Prior to the passage of the Political Parties Act, political organizations in Taiwan followed the Civil Associations Act, also known as the Civil Organizations Act, promulgated in 1989. The Civil Associations Act required that groups held a convention to announce the formation of a political party, and within thirty days of the announcement, provide a list of party members and a party charter to the Ministry of the Interior. Groups established when the Civil Associations Act was in effect should have revised their charters to comply with the Political Parties Act by 7 December 2019. To be compliant with the Political Parties Act, political groups must additionally convene a representative assembly or party congress for four consecutive years and have followed relevant laws and regulations governing the nomination of candidates to campaign in elections for public office for the same time period. Within one year of filing for political party status, a political group must complete legal person registration. The Ministry of the Interior requires that political parties submit annual property and financial statements. Political organizations that do not meet these regulations were dissolved and removed from the registry of political parties.

== Current parties ==

=== Parties with national or local representation ===
- National representation includes the President, the Vice President, and the 113 national legislator seats in the Legislative Yuan.
- Local representation includes the 22 mayors/magistrates executive positions and 912 local legislator (councils) seats of the 6 special municipalities, 3 cities and 13 counties.

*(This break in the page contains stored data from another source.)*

use std::{rc::Rc, sync::LazyLock};

use tracing::Level;

use crate::key::{pbj_key, PbjKey};

static LOGGER_KEY: LazyLock<PbjKey<Rc<dyn Logger>>> = LazyLock::new(|| pbj_key("logger"));

/// Key under which every root context registers its logger
pub fn logger_key() -> PbjKey<Rc<dyn Logger>> {
    LOGGER_KEY.clone()
}

/// Structured logger used by the registry
///
/// Templates contain `{field}` placeholders which are filled from `fields`.
pub trait Logger {
    fn log(&self, level: Level, template: &str, fields: &[(&str, &str)]);

    fn debug(&self, template: &str, fields: &[(&str, &str)]) {
        self.log(Level::DEBUG, template, fields)
    }

    fn info(&self, template: &str, fields: &[(&str, &str)]) {
        self.log(Level::INFO, template, fields)
    }

    fn warn(&self, template: &str, fields: &[(&str, &str)]) {
        self.log(Level::WARN, template, fields)
    }

    fn error(&self, template: &str, fields: &[(&str, &str)]) {
        self.log(Level::ERROR, template, fields)
    }
}

/// Forwards to `tracing`
#[derive(Debug, Default, Clone, Copy)]
pub struct TracingLogger;

impl Logger for TracingLogger {
    fn log(&self, level: Level, template: &str, fields: &[(&str, &str)]) {
        let message = format_template(template, fields);
        match level {
            Level::TRACE => tracing::trace!("{message}"),
            Level::DEBUG => tracing::debug!("{message}"),
            Level::INFO => tracing::info!("{message}"),
            Level::WARN => tracing::warn!("{message}"),
            _ => tracing::error!("{message}"),
        }
    }
}

/// Replaces `{name}` placeholders, unknown placeholders are kept as they are
pub fn format_template(template: &str, fields: &[(&str, &str)]) -> String {
    let mut out = String::with_capacity(template.len());
    let mut rest = template;

    while let Some(open) = rest.find('{') {
        out.push_str(&rest[..open]);
        let after = &rest[open + 1..];
        let Some(close) = after.find('}') else {
            out.push_str(&rest[open..]);
            return out;
        };

        let name = &after[..close];
        match fields.iter().find(|(field, _)| *field == name) {
            Some((_, value)) => out.push_str(value),
            None => {
                out.push('{');
                out.push_str(name);
                out.push('}');
            }
        }
        rest = &after[close + 1..];
    }

    out.push_str(rest);
    out
}

#[cfg(test)]
mod tests {
    use std::cell::RefCell;

    use super::*;

    #[test]
    fn placeholders_are_substituted() {
        let formatted = format_template(
            "Resolved {key} in {ms}ms",
            &[("key", "db"), ("ms", "12")],
        );
        assert_eq!(formatted, "Resolved db in 12ms");
    }

    #[test]
    fn unknown_and_unclosed_placeholders_stay() {
        assert_eq!(format_template("{missing} ok", &[]), "{missing} ok");
        assert_eq!(format_template("open {brace", &[("brace", "x")]), "open {brace");
    }

    #[derive(Default)]
    struct Recording(RefCell<Vec<(Level, String)>>);

    impl Logger for Recording {
        fn log(&self, level: Level, template: &str, fields: &[(&str, &str)]) {
            self.0
                .borrow_mut()
                .push((level, format_template(template, fields)));
        }
    }

    #[test]
    fn helpers_pick_the_level() {
        let logger = Recording::default();
        logger.warn("careful with {what}", &[("what", "cycles")]);
        logger.error("failed", &[]);

        let lines = logger.0.borrow();
        assert_eq!(lines[0], (Level::WARN, "careful with cycles".to_string()));
        assert_eq!(lines[1].0, Level::ERROR);
    }

    #[test]
    fn logger_key_is_stable() {
        assert_eq!(
            crate::key::key_of(&logger_key()),
            crate::key::key_of(&logger_key())
        );
    }
}
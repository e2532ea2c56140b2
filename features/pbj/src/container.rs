use std::{
    cell::RefCell,
    collections::{HashMap, HashSet},
    fmt::Debug,
    rc::{Rc, Weak},
};

use indexmap::IndexMap;

use crate::{
    builder::ContextBuilder,
    errors::PbjError,
    factories::{Construct, Factory, Service},
    handle::ServiceHandle,
    invocation::{Resolution, Tracker},
    key::{type_key, AsKey, FnKey, KeyId, ServiceKey},
    logger::Logger,
    notify::Notifier,
    record::ServiceRecord,
    resolver::{
        rc::{downcast_optional, downcast_required},
        Arg, Pbj,
    },
    types::{DynError, Injectable, Instance},
};

/// Registry of services
///
/// Cloning a context is cheap, every clone points to the same table. A child context created
/// with [Context::new_context] reads through to its parent, while registration and
/// invalidation stay local.
#[derive(Clone)]
pub struct Context(pub(crate) Rc<ContextInner>);

pub(crate) struct ContextInner {
    pub name: String,
    pub parent: Option<Context>,
    pub children: RefCell<Vec<Weak<ContextInner>>>,
    /// Insertion ordered, registration order is observable through lists and notifications
    pub table: RefCell<IndexMap<KeyId, Rc<ServiceRecord>>>,
    pub tracker: Rc<Tracker>,
    /// tag -> key of the list record
    pub lists: RefCell<HashMap<KeyId, KeyId>>,
    /// (source, path) -> key of the derived record
    pub paths: RefCell<HashMap<(KeyId, String), KeyId>>,
    pub notifier: Notifier,
    pub logger: Rc<dyn Logger>,
}

impl Debug for Context {
    fn fmt(&self, f: &mut std::fmt::Formatter<'_>) -> std::fmt::Result {
        let mut map = f.debug_struct("Context");
        map.field("name", &self.0.name);
        for record in self.0.table.borrow().values() {
            let val = if record.is_cached() {
                "cached"
            } else if record.is_registered() {
                "registered"
            } else {
                "unset"
            };
            map.field(record.key().name(), &val);
        }
        map.finish()
    }
}

impl Default for Context {
    fn default() -> Self {
        Self::new()
    }
}

impl Context {
    pub fn new() -> Self {
        ContextBuilder::new().build()
    }

    pub fn builder() -> ContextBuilder {
        ContextBuilder::new()
    }

    pub(crate) fn from_parts(
        name: String,
        parent: Option<Context>,
        logger: Rc<dyn Logger>,
    ) -> Self {
        let tracker = parent
            .as_ref()
            .map(|p| p.0.tracker.clone())
            .unwrap_or_default();

        let context = Context(Rc::new(ContextInner {
            name,
            parent: parent.clone(),
            children: RefCell::new(Vec::new()),
            table: RefCell::new(IndexMap::new()),
            tracker,
            lists: RefCell::new(HashMap::new()),
            paths: RefCell::new(HashMap::new()),
            notifier: Notifier::default(),
            logger,
        }));

        if let Some(parent) = parent {
            parent
                .0
                .children
                .borrow_mut()
                .push(Rc::downgrade(&context.0));
        }

        context
    }

    pub fn name(&self) -> &str {
        &self.0.name
    }

    pub fn parent(&self) -> Option<&Context> {
        self.0.parent.as_ref()
    }

    /// Creates a child context reading through to this one
    pub fn new_context(&self) -> Context {
        self.new_named_context(&format!("{}/child", self.0.name))
    }

    pub fn new_named_context(&self, name: &str) -> Context {
        ContextBuilder::new()
            .name(name)
            .parent(self.clone())
            .build()
    }

    pub(crate) fn children(&self) -> Vec<Context> {
        let mut children = self.0.children.borrow_mut();
        children.retain(|child| child.strong_count() > 0);
        children
            .iter()
            .filter_map(Weak::upgrade)
            .map(Context)
            .collect()
    }

    pub(crate) fn tracker(&self) -> &Tracker {
        &self.0.tracker
    }

    pub fn logger(&self) -> Rc<dyn Logger> {
        self.0.logger.clone()
    }

    /// Keys of the local table, in registration order
    pub fn keys(&self) -> Vec<KeyId> {
        self.0.table.borrow().keys().cloned().collect()
    }

    pub(crate) fn local_record(&self, key: &KeyId) -> Option<Rc<ServiceRecord>> {
        self.0.table.borrow().get(key).cloned()
    }

    /// Looks a key up locally, then in the parents
    ///
    /// A local record without a service doesn't hide a registered parent record.
    pub fn get_record<K: AsKey + ?Sized>(&self, key: &K) -> Option<Rc<ServiceRecord>> {
        self.lookup(&key.key_id())
    }

    fn lookup(&self, key: &KeyId) -> Option<Rc<ServiceRecord>> {
        let local = self.local_record(key);
        if local.as_ref().is_some_and(|r| r.is_registered()) {
            return local;
        }

        self.0
            .parent
            .as_ref()
            .and_then(|parent| parent.lookup(key))
            .filter(|r| r.is_registered())
            .or(local)
    }

    /// Finds or creates the record of a key
    pub fn record<K: AsKey + ?Sized>(&self, key: &K) -> Rc<ServiceRecord> {
        self.record_id(&key.key_id())
    }

    pub(crate) fn record_id(&self, key: &KeyId) -> Rc<ServiceRecord> {
        self.lookup(key).unwrap_or_else(|| self.create_record(key))
    }

    fn create_record(&self, key: &KeyId) -> Rc<ServiceRecord> {
        tracing::trace!("Creating record for '{}' in '{}'", key, self.0.name);
        let record = Rc::new(ServiceRecord::new(key.clone(), Rc::downgrade(&self.0)));
        self.0
            .table
            .borrow_mut()
            .insert(key.clone(), record.clone());
        record
    }

    /// Finds or creates the local record for registration
    ///
    /// An existing record that is invalid gets its dependents invalidated before it is
    /// handed out.
    pub(crate) fn register_id(&self, key: &KeyId) -> Rc<ServiceRecord> {
        match self.local_record(key) {
            Some(record) => {
                if record.dependents_stale() {
                    self.invalidate(key);
                }
                record
            }
            None => {
                self.0
                    .logger
                    .debug("Registering {key}", &[("key", key.name())]);
                self.create_record(key)
            }
        }
    }

    /// Registers or updates a service, configure it through the returned handle
    pub fn register<K: ServiceKey>(&self, key: &K) -> ServiceHandle<K::Output> {
        ServiceHandle::new(self.clone(), self.register_id(&key.key_id()))
    }

    /// Registers a service together with its arguments
    pub fn register_with<K: ServiceKey>(
        &self,
        key: &K,
        args: impl IntoIterator<Item = Arg>,
    ) -> ServiceHandle<K::Output> {
        self.register(key).with_args(args)
    }

    /// Registers a function which is its own key
    ///
    /// Registering the same stateless function again keeps the cached instance.
    pub fn register_fn<T, E, F>(&self, factory: F) -> ServiceHandle<T>
    where
        T: Injectable,
        E: Into<DynError>,
        F: Fn(&Resolution<'_>) -> Result<T, E> + 'static,
    {
        let key = FnKey::<T>::of::<F>();
        self.register(&key).with_factory(factory)
    }

    /// Registers a type built by its own constructor
    pub fn register_type<T: Construct>(&self) -> ServiceHandle<T> {
        self.register(&type_key::<T>())
            .with_constructor()
    }

    pub fn resolve<K: ServiceKey>(&self, key: &K) -> Result<Rc<K::Output>, PbjError> {
        let id = key.key_id();
        let instance = self.invoke_key(&id)?;
        self.require_value(&id, instance)
    }

    /// Resolves a service which may be null
    pub fn resolve_optional<K: ServiceKey>(
        &self,
        key: &K,
    ) -> Result<Option<Rc<K::Output>>, PbjError> {
        let id = key.key_id();
        downcast_optional(&id, self.invoke_key(&id)?)
    }

    /// Registers `args` on the key, then resolves it
    pub fn resolve_with<K: ServiceKey>(
        &self,
        key: &K,
        args: impl IntoIterator<Item = Arg>,
    ) -> Result<Rc<K::Output>, PbjError> {
        self.register_with(key, args).resolve()
    }

    pub fn resolve_fn<T, E, F>(&self, factory: F) -> Result<Rc<T>, PbjError>
    where
        T: Injectable,
        E: Into<DynError>,
        F: Fn(&Resolution<'_>) -> Result<T, E> + 'static,
    {
        self.register_fn(factory).resolve()
    }

    pub fn resolve_fn_with<T, E, F>(
        &self,
        factory: F,
        args: impl IntoIterator<Item = Arg>,
    ) -> Result<Rc<T>, PbjError>
    where
        T: Injectable,
        E: Into<DynError>,
        F: Fn(&Resolution<'_>) -> Result<T, E> + 'static,
    {
        self.register_fn(factory).with_args(args).resolve()
    }

    /// Resolves a type, registering its constructor on first use
    pub fn resolve_type<T: Construct>(&self) -> Result<Rc<T>, PbjError> {
        let key = type_key::<T>();
        let record = self.record(&key);
        if !record.is_registered() {
            record.set_service(Service::Factory(Factory::constructor::<T>()));
        }
        self.resolve(&key)
    }

    /// Lazy handle on a service, never builds it
    pub fn pbj<K: ServiceKey>(&self, key: &K) -> Pbj<K::Output> {
        self.pbj_id(key.key_id())
    }

    pub(crate) fn pbj_id<T>(&self, key: KeyId) -> Pbj<T> {
        self.record_id(&key);
        Pbj::new(self, key)
    }

    pub(crate) fn invoke_key(&self, key: &KeyId) -> Result<Option<Instance>, PbjError> {
        self.record_id(key).invoke()
    }

    pub(crate) fn require_value<T: Injectable>(
        &self,
        key: &KeyId,
        instance: Option<Instance>,
    ) -> Result<Rc<T>, PbjError> {
        downcast_required(key, instance)
    }

    /// Invalidates a record and, transitively, every record depending on it
    ///
    /// Dependents are found by scanning the whole table. Child contexts drop their dependents
    /// too, unless they override the key themselves.
    pub fn invalidate<K: AsKey + ?Sized>(&self, key: &K) {
        let key = key.key_id();
        tracing::trace!("Invalidating '{}' in '{}'", key, self.0.name);
        self.invalidate_inner(&key, &mut HashSet::new(), true);
    }

    fn invalidate_inner(&self, key: &KeyId, seen: &mut HashSet<KeyId>, own: bool) {
        if !seen.insert(key.clone()) {
            return;
        }

        if own {
            if let Some(record) = self.local_record(key) {
                record.mark_invalid();
            }
        }

        let dependents: Vec<KeyId> = self
            .0
            .table
            .borrow()
            .values()
            .filter(|record| record.depends_on(key))
            .map(|record| record.key().clone())
            .collect();
        for dependent in dependents {
            self.invalidate_inner(&dependent, seen, true);
        }
        if own {
            if let Some(record) = self.local_record(key) {
                record.set_dependents_invalidated();
            }
        }

        for child in self.children() {
            if child.local_record(key).is_some_and(|r| r.is_registered()) {
                continue;
            }
            child.invalidate_inner(key, &mut HashSet::new(), false);
        }
    }

    /// A record was added or changed
    pub(crate) fn announce(&self, record: &Rc<ServiceRecord>) {
        if record.list_of().is_some() {
            return;
        }
        self.invalidate_lists();
        self.0.notifier.announce(record);
    }
}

| Alliance | Party |  |  |  | Legislative Yuan | Local leaders | Local councillors | Party leader | Cross-strait position | Ideology | International affiliation |
|  |  |  | DPP | Democratic Progressive Party | 51 / 113 | 5 / 22 | 277 / 910 | Lai Ching-te | Huadu; Status quo; Taiwanese statehood; | Progressivism; Social liberalism; Taiwanese nationalism; | LI |
|  |  | NPP | New Power Party | 0 / 113 | 0 / 22 | 4 / 910 | Claire Wang | Taiwanese statehood | Progressivism; Taiwanese nationalism; | —N/a |
|  |  | TSU | Taiwan Solidarity Party | 0 / 113 | 0 / 22 | 3 / 910 | Chou Ni-an | Taiwanese statehood | Economic nationalism; Taiwanese nationalism; | —N/a |
|  |  | SBP | Taiwan Statebuilding Party | 0 / 113 | 0 / 22 | 2 / 910 | Wang Hsing-huan | Taiwanese statehood | Progressivism; Radicalism; Taiwanese nationalism; | —N/a |
|  |  | SDP | Social Democratic Party | 0 / 113 | 0 / 22 | 1 / 910 | Hsu Yung | Taiwanese statehood | Social democracy; Progressivism; | —N/a |
| Pan-Green coalition total |  |  |  |  | 51 / 113 | 5 / 22 | 290 / 910 |  |  |  |  |
|  |  |  | KMT | Chinese Nationalist Party (Kuomintang) | 54 / 113 | 14 / 22 | 367 / 910 | Cheng Li-wun | Status quo; 1992 Consensus; Unification under ROC; | Conservatism; Tridemism; ROC nationalism; | IDU; CDI; |
|  |  | NPSU | Non-Partisan Solidarity Union | 0 / 113 | 0 / 22 | 7 / 910 | Lin Pin-kuan | Status quo; 1992 Consensus; Unification under ROC; | Third Way | —N/a |
|  |  | PFP | People First Party | 0 / 113 | 0 / 22 | 2 / 910 | James Soong | Status quo; 1992 Consensus; Unification under ROC; | Liberal conservatism | —N/a |
|  |  | NP | New Party | 0 / 113 | 0 / 22 | 1 / 910 | Wu Cherng-dean | 1992 Consensus; One country, two systems (joint regime); | Conservatism; Chinese nationalism; | —N/a |
| Pan-Blue coalition total |  |  |  |  | 54 / 113 | 14 / 22 | 377 / 910 |  |  |  |  |
|  |  |  | TPP | Taiwan People's Party | 8 / 113 | 2 / 22 | 16 / 910 | Huang Kuo-chang | Status quo | Social liberalism; Populism; Civic nationalism; | —N/a |
|  |  |  | LP | Labor Party | 0 / 113 | 0 / 22 | 1 / 910 | Wu Jung-yuan | One country, two systems under PRC | Socialism; Chinese nationalism; | —N/a |
|  |  |  | ZSM | Zheng Shen Min Party | 0 / 113 | 0 / 22 | 1 / 910 | Hsu Jung-te |  | Centrism | —N/a |

=== Parties with representation only in town councils and village administrations ===

| Party |  | Seats |  |  | Party leader | Ideology |
| Township |  | Village Representatives |
| Mayor | Representative |
|  | Chinese Unification Promotion Party | 0 | 0 | 2 | Chang An-lo | Chinese unification Chinese conservatism |
|  | People's Democratic Party | 0 | 0 | 2 | Lai Tsung-yu | Socialism Environmentalism Minority rights |

== Historical parties ==

=== Taiwan under Japanese rule ===

Political party movements in Taiwan started in the late 1910s after World War I, during the Taishō era (Taishō democracy). Taiwanese political movements at this time were to modify the discriminatory colonial laws established in earlier years, and to set up local autonomy systems like in Mainland Japan. The largest political movement at this time was the Petition Movement for the Establishment of a Taiwanese Parliament. At the same time, the International Communist Movement also influenced Taiwan, many Left-wing parties and organizations were also established.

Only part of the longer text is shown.